Omalizumab, an anti-IgE antibody, in the treatment of adults and adolescents with perennial allergic rhinitis

Background: Treatment with omalizumab, an anti-IgE antibody, improves symptoms and quality of life in patients with seasonal allergic rhinitis but has not previously been investigated in patients with perennial symptoms. Objective: To investigate the efficacy, safety, and tolerability of omalizumab in the treatment of perennial allergic rhinitis (PAR). Methods: Two hundred eighty-nine patients (aged 12 to 70 years) with moderate-to-severe symptomatic PAR were randomized to 16 weeks' double-blind subcutaneous treatment with either placebo (n = 145) or omalizumab (at least 0.016 mg/kg/IgE [IU/mL] per 4 weeks; n = 144). The primary efficacy variable was the mean daily nasal severity score, as determined from patient daily diary cards. Secondary efficacy variables included use of rescue antihistamine, rhinoconjunctivitis-specific quality of life (RQoL), and patients' evaluation of treatment efficacy. Safety and tolerability were evaluated from adverse event reports and laboratory safety parameters. Results: Throughout 16 weeks of treatment, the mean daily nasal severity score was significantly lower in omalizumab-treated patients than with placebo (P <0.001).

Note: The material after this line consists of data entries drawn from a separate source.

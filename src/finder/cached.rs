//! Cached Finder: cache-aside list queries plus prefix invalidation.
//!
//! Reads take no locks. Concurrent misses on one key each query the store
//! and each write the cache; a read that started before a writer's commit
//! can repopulate a key after the writer invalidated it. Both are accepted:
//! the TTL bounds how long such a page can stay stale.

use std::sync::Arc;
use std::time::Duration;

use tracing::{debug, info, warn};

use crate::cache::CacheService;
use crate::error::FinderError;
use crate::store::{DocumentStore, FindOptions};

use super::{key, ListRequest, Listing, PageEnvelope, RawQuery};

/// How a freshly computed page reaches the cache.
#[derive(Debug, Clone, Copy, PartialEq, Eq)]
pub enum CacheWrites {
    /// Spawned task; the response does not wait for the write
    Background,
    /// Awaited before returning
    Inline,
}

#[derive(Debug, Clone, Copy, PartialEq, Eq)]
pub struct FinderConfig {
    /// Lifetime of cached pages and the staleness upper bound
    pub ttl: Duration,
    pub writes: CacheWrites,
}

impl Default for FinderConfig {
    fn default() -> Self {
        Self {
            ttl: Duration::from_secs(300),
            writes: CacheWrites::Background,
        }
    }
}

/// Answers list requests for any [`Listing`].
#[derive(Clone)]
pub struct CachedFinder {
    cache: CacheService,
    store: Arc<dyn DocumentStore>,
    config: FinderConfig,
}

impl CachedFinder {
    pub fn new(cache: CacheService, store: Arc<dyn DocumentStore>, config: FinderConfig) -> Self {
        Self {
            cache,
            store,
            config,
        }
    }

    pub fn cache(&self) -> &CacheService {
        &self.cache
    }

    pub fn config(&self) -> FinderConfig {
        self.config
    }

    /// Lists one page of `L`.
    ///
    /// Cache hits are returned unchanged. On a miss the page slice and the
    /// total are read concurrently, so under concurrent writes they may
    /// disagree. Store failures propagate; cache failures never do.
    pub async fn execute<L: Listing>(
        &self,
        raw: &RawQuery,
    ) -> Result<PageEnvelope<L::Item>, FinderError> {
        let request = ListRequest::<L>::normalize(raw);
        let cache_key = key::derive(&request);

        if let Some(envelope) = self.cache.get::<PageEnvelope<L::Item>>(&cache_key).await {
            debug!(entity = L::TAG, key = %cache_key, "list cache hit");
            return Ok(envelope);
        }
        debug!(entity = L::TAG, key = %cache_key, "list cache miss");

        let envelope = self.query_store(&request).await?;
        self.populate(cache_key, &envelope).await;
        Ok(envelope)
    }

    /// Drops every cached page of `entity_tag`.
    ///
    /// Writers call this after their mutation commits, never before.
    pub async fn invalidate(&self, entity_tag: &str) -> usize {
        let removed = self.cache.delete_by_prefix(&key::key_prefix(entity_tag)).await;
        info!(entity = entity_tag, removed, "list cache invalidated");
        removed
    }

    pub async fn invalidate_listing<L: Listing>(&self) -> usize {
        self.invalidate(L::TAG).await
    }

    async fn query_store<L: Listing>(
        &self,
        request: &ListRequest<L>,
    ) -> Result<PageEnvelope<L::Item>, FinderError> {
        let predicate = L::build_predicate(&request.filters);
        let options = FindOptions {
            sort: request.sort_spec(),
            skip: request.offset(),
            limit: request.limit,
        };

        let (documents, total) = tokio::try_join!(
            self.store.find(L::TAG, &predicate, &options),
            self.store.count(L::TAG, &predicate),
        )?;

        let data = documents
            .into_iter()
            .map(serde_json::from_value::<L::Item>)
            .collect::<Result<Vec<_>, _>>()
            .map_err(|e| FinderError::Decode(e.to_string()))?;

        Ok(PageEnvelope::new(data, request.page, request.limit, total))
    }

    async fn populate<T: serde::Serialize>(&self, cache_key: String, envelope: &PageEnvelope<T>) {
        if !self.cache.is_enabled() {
            return;
        }

        let payload = match serde_json::to_string(envelope) {
            Ok(payload) => payload,
            Err(err) => {
                warn!(key = %cache_key, error = %err, "failed to encode page for cache");
                return;
            }
        };

        let ttl = self.config.ttl;
        match self.config.writes {
            CacheWrites::Inline => {
                self.cache.set_raw(&cache_key, payload, ttl).await;
            }
            CacheWrites::Background => {
                let cache = self.cache.clone();
                tokio::spawn(async move {
                    if !cache.set_raw(&cache_key, payload, ttl).await {
                        debug!(key = %cache_key, "background cache write dropped");
                    }
                });
            }
        }
    }
}

impl std::fmt::Debug for CachedFinder {
    fn fmt(&self, f: &mut std::fmt::Formatter<'_>) -> std::fmt::Result {
        f.debug_struct("CachedFinder")
            .field("cache", &self.cache)
            .field("config", &self.config)
            .finish()
    }
}
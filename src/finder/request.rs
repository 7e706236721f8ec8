//! Normalized list requests.

use std::fmt;

use super::{sort, Listing, ListingFilters, RawQuery, SortOrder, SortSpec, SortToken};

/// A list request after defaulting and clamping. Built once per call.
pub struct ListRequest<L: Listing> {
    pub page: u32,
    pub limit: u32,
    pub sort: L::Sort,
    pub order: SortOrder,
    pub filters: L::Filters,
}

impl<L: Listing> ListRequest<L> {
    /// Coerces a raw bag. Bad values fall back to defaults, never errors:
    /// page defaults to 1, limit to the listing default clamped to its
    /// maximum, sort to newest-first, order to the sort's natural direction.
    pub fn normalize(raw: &RawQuery) -> Self {
        let page = raw.positive_int("page").unwrap_or(1);
        let limit = raw
            .positive_int("limit")
            .unwrap_or(L::DEFAULT_LIMIT)
            .clamp(1, L::MAX_LIMIT.max(1));
        let sort: L::Sort = sort::resolve(raw.first("sort"));
        let order = raw
            .first("order")
            .and_then(SortOrder::parse)
            .unwrap_or_else(|| sort.spec().direction);

        Self {
            page,
            limit,
            sort,
            order,
            filters: L::Filters::from_raw(raw),
        }
    }

    /// Sort specification with the request's direction applied.
    pub fn sort_spec(&self) -> SortSpec {
        self.sort.spec().with_direction(self.order)
    }

    /// Number of documents skipped before this page.
    pub fn offset(&self) -> u64 {
        u64::from(self.page - 1) * u64::from(self.limit)
    }
}

impl<L: Listing> Clone for ListRequest<L> {
    fn clone(&self) -> Self {
        Self {
            page: self.page,
            limit: self.limit,
            sort: self.sort,
            order: self.order,
            filters: self.filters.clone(),
        }
    }
}

impl<L: Listing> PartialEq for ListRequest<L> {
    fn eq(&self, other: &Self) -> bool {
        self.page == other.page
            && self.limit == other.limit
            && self.sort == other.sort
            && self.order == other.order
            && self.filters == other.filters
    }
}

impl<L: Listing> fmt::Debug for ListRequest<L> {
    fn fmt(&self, f: &mut fmt::Formatter<'_>) -> fmt::Result {
        f.debug_struct("ListRequest")
            .field("entity", &L::TAG)
            .field("page", &self.page)
            .field("limit", &self.limit)
            .field("sort", &self.sort.as_str())
            .field("order", &self.order)
            .field("filters", &self.filters)
            .finish()
    }
}
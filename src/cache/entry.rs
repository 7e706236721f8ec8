//! Cache Entry Module
//!
//! A serialized page held by the in-memory backend, with its expiry.

use std::time::Duration;

// == Cache Entry ==
/// A single cached value. Entries are replaced, never mutated in place.
#[derive(Debug, Clone)]
pub struct CacheEntry {
    /// Serialized payload
    pub value: String,
    /// Creation timestamp (Unix milliseconds)
    pub created_at: u64,
    /// Expiration timestamp (Unix milliseconds)
    pub expires_at: u64,
}

impl CacheEntry {
    // == Constructor ==
    /// Creates a new entry that expires `ttl` from now.
    pub fn new(value: String, ttl: Duration) -> Self {
        let now = current_timestamp_ms();
        let ttl_ms = u64::try_from(ttl.as_millis()).unwrap_or(u64::MAX);

        Self {
            value,
            created_at: now,
            expires_at: now.saturating_add(ttl_ms),
        }
    }

    // == Is Expired ==
    /// An entry is expired once the current time reaches its expiration time.
    pub fn is_expired(&self) -> bool {
        self.is_expired_at(current_timestamp_ms())
    }

    /// Expiry check against an explicit clock reading.
    pub fn is_expired_at(&self, now_ms: u64) -> bool {
        now_ms >= self.expires_at
    }

    // == Time To Live ==
    /// Remaining lifetime in milliseconds, zero once expired.
    pub fn ttl_remaining_ms(&self) -> u64 {
        self.expires_at.saturating_sub(current_timestamp_ms())
    }
}

// == Utility Functions ==
/// Returns current Unix timestamp in milliseconds.
pub fn current_timestamp_ms() -> u64 {
    u64::try_from(chrono::Utc::now().timestamp_millis()).unwrap_or(0)
}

The improvement in symptoms when taking omalizumab was paralleled by a reduction in use of rescue antihistamine (P ≤ 0.005 overall) and improved RQoL relative to placebo. Patients' evaluation of treatment efficacy significantly favored omalizumab over placebo (P = 0.001). Omalizumab therapy was well tolerated. There were no safety concerns. Conclusions: Omalizumab was safe and well tolerated in the treatment of patients with PAR, providing effective control of symptoms and improved RQoL while simultaneously minimizing reliance on rescue antihistamines.